Computer engineer Babar Ahmad was sentenced to 12.5 years and Syed Talha Ahsan, who was diagnosed with Asperger's syndrome in custody, to time served at eight years.
They were arrested by British police in 2004 and 2006 respectively and extradited to the United States in 2012 as part of a batch of Britons wanted on terror charges.
British campaigners bitterly opposed their extradition on the grounds that they were held so long without charge and arguing they should be tried at home.
Both sentences were lighter than demanded by prosecutors. Ahmad, 40, and Ahsan, 34, were indicted in Connecticut on charges of conspiring to support and supporting the Taliban regime in Afghanistan while they sheltered Al-Qaida, Chechens fighting the Russians and related terror groups.
For years, they pleaded not guilty but in December changed their plea on two counts of the indictment — conspiring to provide and providing support to the former Taliban regime.
US district judge Janet Hall sentenced Ahmad to 150 months' imprisonment and Ahsan to 96 months, or time already served.
The case was heard in US federal court in New Haven, Connecticut because websites they ran in London relied for a time on a Connecticut hosting company.
Ahsan is now expected to be released and deported. Ahmad has already served a decade in custody and reports suggest he too could be freed in months.
Their cases attracted the support of thousands in Britain and campaigners say Ahmad was the Briton held the longest without charge as part of the global "war on terror."
The son of a retired civil servant and a retired science teacher, Ahmad worked in the IT department of London's prestigious Imperial College at the time of his arrest.
Ahsan, who was educated at one of Britain's top private schools and has a degree with first class honors in Arabic, was looking for a job as a librarian when he was detained.
He now writes poetry, for which he has won prizes.
But the US government says the men supported terror, even after the 9/11 attacks, by running websites produced under the name Azzam Publications and operated from 1996 to 2002.
Prosecutors said Ahmad recruited and arranged for would-be fighters to travel to Afghanistan to train, and solicited military suits and gas masks for the Taliban against US retaliation after the 2000 Al-Qaida bombing of the USS Cole.

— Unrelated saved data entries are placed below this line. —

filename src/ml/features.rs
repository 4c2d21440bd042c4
use crate::models::Movie;

/// Derive the single text string a movie is vectorized from.
///
/// Genres come first, then the overview, joined by one space. An absent field
/// contributes an empty string; a movie with neither field still yields a
/// (token-free) string. The ordering feeds vocabulary weighting, so it must
/// stay fixed for scores to be reproducible.
pub fn combined_text(movie: &Movie) -> String {
    let genres = movie.genres.as_deref().unwrap_or("");
    let overview = movie.overview.as_deref().unwrap_or("");
    format!("{} {}", genres, overview)
}
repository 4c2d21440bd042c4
use serde::{Deserialize, Deserializer, Serialize};

/// Treat blank or whitespace-only cells the same as missing ones, so absence
/// is a single typed state checked once downstream.
fn deserialize_optional_text<'de, D>(deserializer: D) -> Result<Option<String>, D::Error>
where
    D: Deserializer<'de>,
{
    let value = Option::<String>::deserialize(deserializer)?;
    Ok(value.and_then(|s| {
        let trimmed = s.trim();
        if trimmed.is_empty() {
            None
        } else {
            Some(trimmed.to_string())
        }
    }))
}

/// One catalog entry. `genres` and `overview` feed the similarity model; the
/// remaining optional fields are display-only and carried through unmodified.
#[derive(Debug, Clone, Serialize, Deserialize)]
pub struct Movie {
    #[serde(default, deserialize_with = "deserialize_optional_text")]
    pub title: Option<String>,
    #[serde(
        alias = "genre",
        default,
        deserialize_with = "deserialize_optional_text"
    )]
    pub genres: Option<String>,
    #[serde(
        alias = "description",
        default,
        deserialize_with = "deserialize_optional_text"
    )]
    pub overview: Option<String>,
    #[serde(default, deserialize_with = "deserialize_optional_text")]
    pub tagline: Option<String>,
    #[serde(default, deserialize_with = "deserialize_optional_text")]
    pub production_companies: Option<String>,
    #[serde(default, deserialize_with = "deserialize_optional_text")]
    pub keywords: Option<String>,
}

#[derive(Debug, Clone, Serialize, Deserialize)]
pub struct MovieRecommendation {
    pub movie: Movie,
    pub similarity_score: f32,
}
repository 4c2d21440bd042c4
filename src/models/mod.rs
use serde::{Deserialize, Serialize};

// Re-export types from movie.rs
pub use movie::{Movie, MovieRecommendation};

mod movie;

/// Request structure for movie recommendations
#[derive(Debug, Clone, Serialize, Deserialize)]
pub struct RecommendationRequest {
    /// Exact title of the movie to find recommendations for
    pub title: String,
    /// Optional number of recommendations to return; falls back to the
    /// configured default when omitted
    #[serde(default)]
    pub top_k: Option<usize>,
}

/// Response structure for movie recommendations
#[derive(Debug, Clone, Serialize, Deserialize)]
pub struct RecommendationResponse {
    /// List of recommended movies, most similar first
    pub recommendations: Vec<MovieRecommendation>,
}
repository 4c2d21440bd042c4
use actix_web::{get, HttpResponse};

#[get("/health")]
pub async fn health_check() -> HttpResponse {
    HttpResponse::Ok().json(serde_json::json!({
        "status": "ok",
        "timestamp": chrono::Utc::now().to_rfc3339()
    }))
}
pub mod recommendation;

// Re-export public types
pub use recommendation::{RecommendationService, TransformMode};
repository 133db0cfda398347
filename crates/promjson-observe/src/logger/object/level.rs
use std::{convert::TryFrom, str::FromStr};

use serde::{Deserialize, Serialize};
use tracing_subscriber::EnvFilter;

use crate::logger::LoggerError;

/// Validated `EnvFilter` expression, e.g. `"warn"` or `"promjson_core=debug,warn"`.
#[derive(Debug, Clone, Serialize, Deserialize)]
#[serde(try_from = "String")]
#[serde(into = "String")]
pub struct LoggerLevel(String);

impl LoggerLevel {
    /// # Examples
    /// ```
    /// use promjson_observe::LoggerLevel;
    ///
    /// let lvl = LoggerLevel::new("promjson_fetch=debug,warn").unwrap();
    /// assert_eq!(lvl.as_str(), "promjson_fetch=debug,warn");
    /// ```
    pub fn new(s: impl Into<String>) -> Result<Self, LoggerError> {
        Self::try_from(s.into())
    }

    #[inline]
    pub fn as_str(&self) -> &str {
        &self.0
    }

    pub fn to_env_filter(&self) -> EnvFilter {
        EnvFilter::try_new(self.as_str()).expect("LoggerLevel is always valid after construction")
    }
}

impl Default for LoggerLevel {
    fn default() -> Self {
        Self("warn".to_string())
    }
}

impl FromStr for LoggerLevel {
    type Err = LoggerError;
    fn from_str(s: &str) -> Result<Self, Self::Err> {
        Self::try_from(s.to_owned())
    }
}

impl TryFrom<String> for LoggerLevel {
    type Error = LoggerError;
    fn try_from(s: String) -> Result<Self, Self::Error> {
        match EnvFilter::try_new(&s) {
            Ok(_) => Ok(LoggerLevel(s)),
            Err(e) => Err(LoggerError::InvalidLevel(format!("{s}: {e}"))),
        }
    }
}

impl From<LoggerLevel> for String {
    fn from(l: LoggerLevel) -> Self {
        l.0
    }
}

#[cfg(test)]
mod tests {
    use super::LoggerLevel;

    #[test]
    fn accepts_valid_levels() {
        for lvl in ["info", "warn", "error", "trace", "debug", "promjson_core=trace,warn"] {
            let parsed = lvl.parse::<LoggerLevel>();
            assert!(parsed.is_ok(), "expected valid LoggerLevel for {lvl}, got: {parsed:?}");
        }
    }

    #[test]
    fn rejects_invalid_levels() {
        for lvl in ["promjson_core=lol", "other=trace,another=wat"] {
            assert!(
                lvl.parse::<LoggerLevel>().is_err(),
                "expected error for invalid LoggerLevel {lvl}"
            );
        }
    }

    #[test]
    fn default_is_warn_and_valid() {
        let lvl = LoggerLevel::default();
        assert_eq!(lvl.as_str(), "warn");
        let _filter = lvl.to_env_filter();
    }

    #[test]
    fn serde_from_plain_string() {
        let lvl: LoggerLevel = serde_json::from_str(r#""debug""#).unwrap();
        assert_eq!(lvl.as_str(), "debug");
        assert_eq!(serde_json::to_string(&lvl).unwrap(), r#""debug""#);
        assert!(serde_json::from_str::<LoggerLevel>(r#""x=verbose""#).is_err());
    }
}
use tracing::Subscriber;
use tracing_subscriber::{fmt, layer::SubscriberExt, util::SubscriberInitExt};

use crate::logger::{
    config::LoggerConfig,
    error::{LoggerError, LoggerResult},
    object::LoggerRfc3339,
};

/// Initializes the text logger on stderr.
pub fn logger_text(cfg: &LoggerConfig) -> LoggerResult<()> {
    let filter = cfg.level.to_env_filter();
    let fmt_layer = fmt::layer()
        .with_writer(std::io::stderr)
        .with_ansi(cfg.should_use_color())
        .with_target(cfg.with_targets)
        .with_timer(LoggerRfc3339);

    let subscriber = tracing_subscriber::registry().with(filter).with(fmt_layer);
    init_subscriber(subscriber)
}

/// Initializes the JSON logger on stderr.
pub fn logger_json(cfg: &LoggerConfig) -> LoggerResult<()> {
    let filter = cfg.level.to_env_filter();
    let fmt_layer = fmt::layer()
        .json()
        .with_writer(std::io::stderr)
        .with_ansi(false)
        .with_target(cfg.with_targets)
        .with_timer(LoggerRfc3339);

    let subscriber = tracing_subscriber::registry().with(filter).with(fmt_layer);
    init_subscriber(subscriber)
}

/// Installs the subscriber as the global default.
fn init_subscriber<S>(subscriber: S) -> LoggerResult<()>
where
    S: Subscriber + Send + Sync + 'static,
{
    subscriber
        .try_init()
        .map_err(|_| LoggerError::AlreadyInitialized)
}
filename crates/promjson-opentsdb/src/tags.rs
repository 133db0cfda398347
use std::sync::LazyLock;

use promjson_model::Labels;
use regex::Regex;
use tracing::warn;

use crate::{TagError, TagResult};

static TAG_PATTERN: LazyLock<Regex> =
    LazyLock::new(|| Regex::new(r"^[a-zA-Z0-9\-./]+$").expect("tag pattern is valid"));

/// Render one `key=value` tag if both parts use the OpenTSDB tag alphabet.
///
/// # Examples
/// ```
/// use promjson_opentsdb::sanitize_tag;
///
/// assert_eq!(sanitize_tag("host", "web-1.example/a").unwrap(), "host=web-1.example/a");
/// assert!(sanitize_tag("path", "a,b").is_err());
/// ```
pub fn sanitize_tag(key: &str, value: &str) -> TagResult<String> {
    if TAG_PATTERN.is_match(key) && TAG_PATTERN.is_match(value) {
        Ok(format!("{key}={value}"))
    } else {
        Err(TagError::Invalid {
            key: key.to_string(),
            value: value.to_string(),
        })
    }
}

/// Sanitize a whole label set, in label name order.
///
/// Invalid pairs are logged and dropped. Fails only when there is nothing to render.
pub fn labels_to_tags(labels: &Labels) -> TagResult<Vec<String>> {
    if labels.is_empty() {
        return Err(TagError::Empty);
    }

    let tags: Vec<String> = labels
        .iter()
        .filter_map(|(key, value)| match sanitize_tag(key, value) {
            Ok(tag) => Some(tag),
            Err(e) => {
                warn!(key, value, "dropping tag: {e}");
                None
            }
        })
        .collect();

    if tags.is_empty() {
        return Err(TagError::AllInvalid);
    }
    Ok(tags)
}
//! Decoding of exposition streams into `MetricFamily` records.
//!
//! Two wire formats are supported: varint length-delimited protobuf and the text format.
//! [`Format::negotiate`] picks one from the `Content-Type` of the source; [`decoder_for`]
//! wraps a byte stream into the matching [`RecordSource`].

mod delimited;
mod error;
mod media;
mod text;

use async_trait::async_trait;
use tokio::io::AsyncRead;
use tracing::debug;

pub use delimited::{DelimitedSource, MAX_RECORD_LEN};
pub use error::{DecodeError, TextParseError};
pub use media::MediaType;
pub use text::{TextSource, parse_text};

use crate::proto::MetricFamily;

const PROTOBUF_ESSENCE: &str = "application/vnd.google.protobuf";
const PROTOBUF_PROTO: &str = "io.prometheus.client.MetricFamily";

/// A pull-based stream of decoded metric families.
///
/// `Ok(None)` marks the end of the stream. After an error no further records are produced.
#[async_trait]
pub trait RecordSource: Send {
    async fn next_record(&mut self) -> Result<Option<MetricFamily>, DecodeError>;

    /// Short name of the decoding strategy, for logs.
    fn strategy(&self) -> &'static str;
}

/// Wire format of an exposition stream.
#[derive(Debug, Clone, Copy, PartialEq, Eq)]
pub enum Format {
    Delimited,
    Text,
}

impl Format {
    /// Choose the format from a `Content-Type` header value.
    ///
    /// Only the exact protobuf media type with `encoding=delimited` selects [`Format::Delimited`].
    /// A missing or unparseable header, or any other media type, falls back to text.
    pub fn negotiate(content_type: Option<&str>) -> Self {
        let Some(mt) = content_type.and_then(MediaType::parse) else {
            return Format::Text;
        };
        if mt.essence() == PROTOBUF_ESSENCE
            && mt.param("proto") == Some(PROTOBUF_PROTO)
            && mt.param("encoding") == Some("delimited")
        {
            Format::Delimited
        } else {
            Format::Text
        }
    }
}

/// Build a record source for `reader` based on its `Content-Type`.
pub fn decoder_for<R>(content_type: Option<&str>, reader: R) -> Box<dyn RecordSource>
where
    R: AsyncRead + Unpin + Send + 'static,
{
    let format = Format::negotiate(content_type);
    debug!(content_type = content_type.unwrap_or(""), ?format, "selected decoder");
    match format {
        Format::Delimited => Box::new(DelimitedSource::new(reader)),
        Format::Text => Box::new(TextSource::new(reader)),
    }
}
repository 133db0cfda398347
//! OpenTSDB line-protocol export for normalized metric families.
mod error;
pub use error::{TagError, TagResult};

mod tags;
pub use tags::{labels_to_tags, sanitize_tag};

mod line;
pub use line::ToLineProtocol;
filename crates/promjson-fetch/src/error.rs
use std::path::PathBuf;
use std::time::Duration;

use thiserror::Error;

#[derive(Debug, Error)]
pub enum FetchError {
    #[error("error opening file {path:?}: {source}")]
    Open {
        path: PathBuf,
        #[source]
        source: std::io::Error,
    },

    #[error("building HTTP client failed: {0}")]
    Client(#[source] reqwest::Error),

    #[error("executing GET request for URL {url:?} failed: {source}")]
    Http {
        url: String,
        #[source]
        source: reqwest::Error,
    },

    #[error("GET request for URL {url:?} returned HTTP status {status}")]
    Status {
        url: String,
        status: reqwest::StatusCode,
    },

    #[error("GET request for URL {url:?} received no response headers within {after:?}")]
    HeaderTimeout { url: String, after: Duration },

    #[error("loading client certificate failed: {0}")]
    Identity(String),

    #[error("client certificate and key must be given together")]
    CertKeyMismatch,

    #[error("invalid escaping scheme: {0} (expected: allow-utf-8|underscores|dots|values)")]
    InvalidEscaping(String),
}

pub type FetchResult<T> = Result<T, FetchError>;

According to court papers, he tried to secure GPS devices, Kevlar helmets, night vision goggles, ballistic vests and camouflage combat suits.
The Taliban, in power from 1996 until late 2001, sheltered Osama bin Laden and Al-Qaida until they were toppled by the 2001 US-led offensive that followed the 9/11 attacks.
During that time, Al-Qaida bombed the US embassies in Kenya and Tanzania in 1998, the USS Cole and carried out the 9/11 attacks on New York, Washington and Pennsylvania.
US prosecutors welcomed the sentences despite having called for stiffer penalties.
Attorney Deirdre Daly said Ahmad provided "unprecedented" support to terrorists for over seven years, knowing that his efforts could result in deaths of Americans and others.
After the 9/11 attacks, Ahmad and the websites urged Pakistanis all over the world to travel to Afghanistan to fight the 2001 US-led invasion, US prosecutors said.
Both defendants had accessed an email that contained previously classified plans regarding the deployment of a US naval battle group from California to the Middle East.
Azzam Publications also posted detailed instructions on how to raise and deliver amounts over $20,000 in cash via the Taliban's consulate in Pakistan.
In 2009, Ahmad won 60,000 pounds ($102,817 today) compensation from British police after being injured while he was held briefly without charge in December 2003.
Officers re-arrested him in August 2004 following an extradition request from the United States.
Both Ahmad and Ahsan were flown to the United States with radical cleric Abu Hamza, who was convicted in May on 11 kidnapping and terror charges, and faces life behind bars.